Note: Step 1 is based on the CS109 [instructions](https://piazza.com/class/icf0cypdc3243c?cid=1369). However there are modifications for optimizing performance for this project

### Step 0: Prerequisites

1. You need the files CS109.pem and credentials.csv.If you had followed the cs109 instructions (for lab8 or HW5) you will already have these files.

2. You will need a directory containing the following files:
    
    a) CS109.pem
    
    b) credentials.csv
    
    c) Setup Project.ipynb
    
    d) myConfig.json
    
    e) DataPrepNew.ipynb (this notebook)
    
    f) geohash.py
3. You must have completed the instructions in Setup Project.ipynb

#### Note: The notebook was updated so the datafiles must be downloaded again in order to be properly preprocessed.

### Step 1: Start Spark cluster and sanity check

#### Step 1a) Start your Spark cluster as described in Step 1 from Setup Project (unless your spark cluster is already running)



export CLUSTER_ID=`aws emr create-cluster --name "CS109 Proj Spark cluster" \
--release-label emr-4.2.0 --applications Name=Spark Name=Ganglia --ec2-attributes KeyName=mykeypair \
--instance-type c3.2xlarge --instance-count 5 --configurations file://myConfig.json --use-default-roles \
--bootstrap-actions Path=s3://cs109-2015/install-anaconda-emr,Name=Install_Anaconda \
--query 'ClusterId' --output text` && echo $CLUSTER_ID

#### Step 1c) Wait for the cluster to be ready: AWS web console has to show "WAITING"

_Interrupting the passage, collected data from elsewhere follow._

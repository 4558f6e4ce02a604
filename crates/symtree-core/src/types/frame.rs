//! Sampled frame tree.

use serde::{Deserialize, Serialize};
use uuid::Uuid;

use super::binary::{uppercase_uuid, AddressingMode, Binary};
use super::symbols::SymbolInfo;

/// Binary name Xcode writes into simulated diagnostic payloads.
pub const SIMULATED_BINARY_NAME: &str = "testBinaryName";

/// One sampled program-counter position and the older positions sampled under it.
///
/// `children` are deeper (older) stack positions; `None` marks a leaf.
/// `address` is always the absolute instruction or return address captured by
/// the sampler. The binary fields are optional because not every sample can
/// be attributed to an image.
///
/// `binary_offset` is NOT a load address on every platform; interpret it
/// through an [`AddressingMode`].
#[derive(Debug, Clone, PartialEq, Eq, Hash, Serialize, Deserialize)]
#[serde(rename_all = "camelCase")]
pub struct Frame
{
    #[serde(
        rename = "binaryUUID",
        with = "uppercase_uuid::option",
        default,
        skip_serializing_if = "Option::is_none"
    )]
    pub binary_id: Option<Uuid>,
    #[serde(
        rename = "offsetIntoBinaryTextSegment",
        default,
        skip_serializing_if = "Option::is_none"
    )]
    pub binary_offset: Option<u64>,
    #[serde(default, skip_serializing_if = "Option::is_none")]
    pub sample_count: Option<u32>,
    #[serde(default, skip_serializing_if = "Option::is_none")]
    pub binary_name: Option<String>,
    pub address: u64,
    #[serde(
        rename = "subFrames",
        default,
        skip_serializing_if = "Option::is_none",
        serialize_with = "crate::nesting::serialize_children"
    )]
    pub children: Option<Vec<Frame>>,
    #[serde(default, skip_serializing_if = "Option::is_none")]
    pub symbol_info: Option<Vec<SymbolInfo>>,
}

impl Frame
{
    /// Anonymous leaf frame at `address`.
    pub fn new(address: u64) -> Self
    {
        Self {
            binary_id: None,
            binary_offset: None,
            sample_count: None,
            binary_name: None,
            address,
            children: None,
            symbol_info: None,
        }
    }

    /// Attribute the frame to a binary.
    #[must_use]
    pub fn with_binary(mut self, id: Uuid, offset: u64, name: Option<String>) -> Self
    {
        self.binary_id = Some(id);
        self.binary_offset = Some(offset);
        self.binary_name = name;
        self
    }

    #[must_use]
    pub fn with_sample_count(mut self, count: u32) -> Self
    {
        self.sample_count = Some(count);
        self
    }

    #[must_use]
    pub fn with_children(mut self, children: Vec<Frame>) -> Self
    {
        self.children = Some(children);
        self
    }

    /// Direct children, empty for a leaf.
    pub fn children(&self) -> &[Frame]
    {
        self.children.as_deref().unwrap_or_default()
    }

    /// Every descendant, depth-first, each child followed by its own descendants.
    ///
    /// `self` is not included.
    pub fn flattened_frames(&self) -> Vec<&Frame>
    {
        let mut out = Vec::new();
        let mut pending: Vec<&Frame> = self.children().iter().rev().collect();
        while let Some(frame) = pending.pop() {
            out.push(frame);
            pending.extend(frame.children().iter().rev());
        }
        out
    }

    /// Derive the binary this frame was sampled in.
    ///
    /// Requires both `binary_id` and `binary_offset`. Never fails otherwise;
    /// a load address above `address` produces a degenerate binary of size 1.
    pub fn binary(&self, mode: AddressingMode) -> Option<Binary>
    {
        let id = self.binary_id?;
        let stored = self.binary_offset?;
        let load_address = mode.load_address(self.address, stored);

        Some(Binary::spanning(id, load_address, self.address, self.binary_name.clone()))
    }

    /// Symbol annotations attached by a symbolication pass.
    pub fn symbols(&self) -> &[SymbolInfo]
    {
        self.symbol_info.as_deref().unwrap_or_default()
    }

    /// Primary resolved symbol, if any.
    pub fn primary_symbol(&self) -> Option<&SymbolInfo>
    {
        self.symbols().first()
    }

    /// `true` for frames from Xcode's simulated payloads.
    pub fn is_simulated(&self) -> bool
    {
        self.binary_name.as_deref() == Some(SIMULATED_BINARY_NAME)
    }
}
//! Binary image identity.

use std::ops::Range;

use serde::{Deserialize, Serialize};
use uuid::Uuid;

/// How a frame's stored binary offset relates to its binary's load address.
///
/// The `offsetIntoBinaryTextSegment` field changed meaning across OS
/// releases. Older releases store the absolute load address of the binary in
/// it; newer releases store a true offset (`address - load_address`).
///
/// The mode is decided once per diagnostic from its OS version string (see
/// [`crate::reconcile`]) and threaded through every derivation for that
/// diagnostic. Frames carry no version information themselves.
#[derive(Debug, Clone, Copy, PartialEq, Eq, Hash, Default)]
pub enum AddressingMode
{
    /// The stored value is the binary's load address (legacy releases).
    LoadAddress,
    /// The stored value is `address - load_address` (current releases).
    #[default]
    Offset,
}

impl AddressingMode
{
    /// Build a mode from the boolean "offset is load address" flag.
    #[must_use]
    pub const fn from_offset_is_load_address(flag: bool) -> Self
    {
        if flag {
            AddressingMode::LoadAddress
        } else {
            AddressingMode::Offset
        }
    }

    /// `true` for [`AddressingMode::LoadAddress`].
    #[must_use]
    pub const fn offset_is_load_address(self) -> bool
    {
        matches!(self, AddressingMode::LoadAddress)
    }

    /// Resolve the load address of the binary containing `address`.
    ///
    /// A stored offset larger than the address yields a wrapped (degenerate)
    /// load address rather than an error.
    #[must_use]
    pub const fn load_address(self, address: u64, stored: u64) -> u64
    {
        match self {
            AddressingMode::LoadAddress => stored,
            AddressingMode::Offset => address.wrapping_sub(stored),
        }
    }

    /// Value to store in a frame for a binary loaded at `load_address`.
    #[must_use]
    pub const fn stored_value(self, address: u64, load_address: u64) -> u64
    {
        match self {
            AddressingMode::LoadAddress => load_address,
            AddressingMode::Offset => address.wrapping_sub(load_address),
        }
    }
}

/// An executable or library image referenced by sampled frames.
///
/// The payload never reports an image's size. `approximate_size` is inferred
/// from the highest address observed inside the image, so it only ever grows
/// as more frames are seen (see [`crate::aggregate`]).
#[derive(Debug, Clone, PartialEq, Eq, Hash, Serialize, Deserialize)]
#[serde(rename_all = "camelCase")]
pub struct Binary
{
    /// Stable image identifier (Mach-O `LC_UUID`).
    #[serde(rename = "uuid", with = "uppercase_uuid")]
    pub id: Uuid,
    /// Base address the image was mapped at.
    pub load_address: u64,
    /// `highest observed address - load_address + 1`.
    pub approximate_size: u64,
    /// Image name, when the sampler recorded one.
    #[serde(default, skip_serializing_if = "Option::is_none")]
    pub name: Option<String>,
}

impl Binary
{
    pub fn new(id: Uuid, load_address: u64, approximate_size: u64, name: Option<String>) -> Self
    {
        Self {
            id,
            load_address,
            approximate_size,
            name,
        }
    }

    /// Build a binary whose size covers everything up to and including `address`.
    ///
    /// A load address above `address` is a degenerate but valid input; the
    /// size then bottoms out at 1.
    #[must_use]
    pub fn spanning(id: Uuid, load_address: u64, address: u64, name: Option<String>) -> Self
    {
        let approximate_size = address.saturating_sub(load_address).saturating_add(1);
        Self::new(id, load_address, approximate_size, name)
    }

    /// Addresses known to belong to this image.
    #[must_use]
    pub fn address_range(&self) -> Range<u64>
    {
        self.load_address..self.load_address.saturating_add(self.approximate_size)
    }

    #[must_use]
    pub fn contains(&self, address: u64) -> bool
    {
        self.address_range().contains(&address)
    }
}

/// Serialize UUIDs upper-case and hyphenated, the way diagnostic payloads spell them.
pub(crate) mod uppercase_uuid
{
    use serde::{Deserialize, Deserializer, Serializer};
    use uuid::Uuid;

    pub fn serialize<S>(id: &Uuid, serializer: S) -> Result<S::Ok, S::Error>
    where
        S: Serializer,
    {
        let mut buffer = Uuid::encode_buffer();
        serializer.serialize_str(id.hyphenated().encode_upper(&mut buffer))
    }

    pub fn deserialize<'de, D>(deserializer: D) -> Result<Uuid, D::Error>
    where
        D: Deserializer<'de>,
    {
        Uuid::deserialize(deserializer)
    }

    pub mod option
    {
        use serde::{Deserialize, Deserializer, Serializer};
        use uuid::Uuid;

        pub fn serialize<S>(id: &Option<Uuid>, serializer: S) -> Result<S::Ok, S::Error>
        where
            S: Serializer,
        {
            match id {
                Some(id) => super::serialize(id, serializer),
                None => serializer.serialize_none(),
            }
        }

        pub fn deserialize<'de, D>(deserializer: D) -> Result<Option<Uuid>, D::Error>
        where
            D: Deserializer<'de>,
        {
            Option::<Uuid>::deserialize(deserializer)
        }
    }
}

#### Step 1d)  Get the cluster master's IP:

export DNS_NAME=`aws emr describe-cluster --cluster-id $CLUSTER_ID \
--query 'Cluster.MasterPublicDnsName' --output text` && echo $DNS_NAME

#### Step 1e) Run the script to configure Spark 

ssh -o ServerAliveInterval=10 -i mykeypair.pem hadoop@$DNS_NAME 'sh configure-spark.sh'

#### Step 1f) Create an SSH tunel to the AWS box and connect to the cluster. This command assumes your SSH key is on the same directory you are invoking the SSH command from. At the end of this you will be in a terminal session on the cluster's master node.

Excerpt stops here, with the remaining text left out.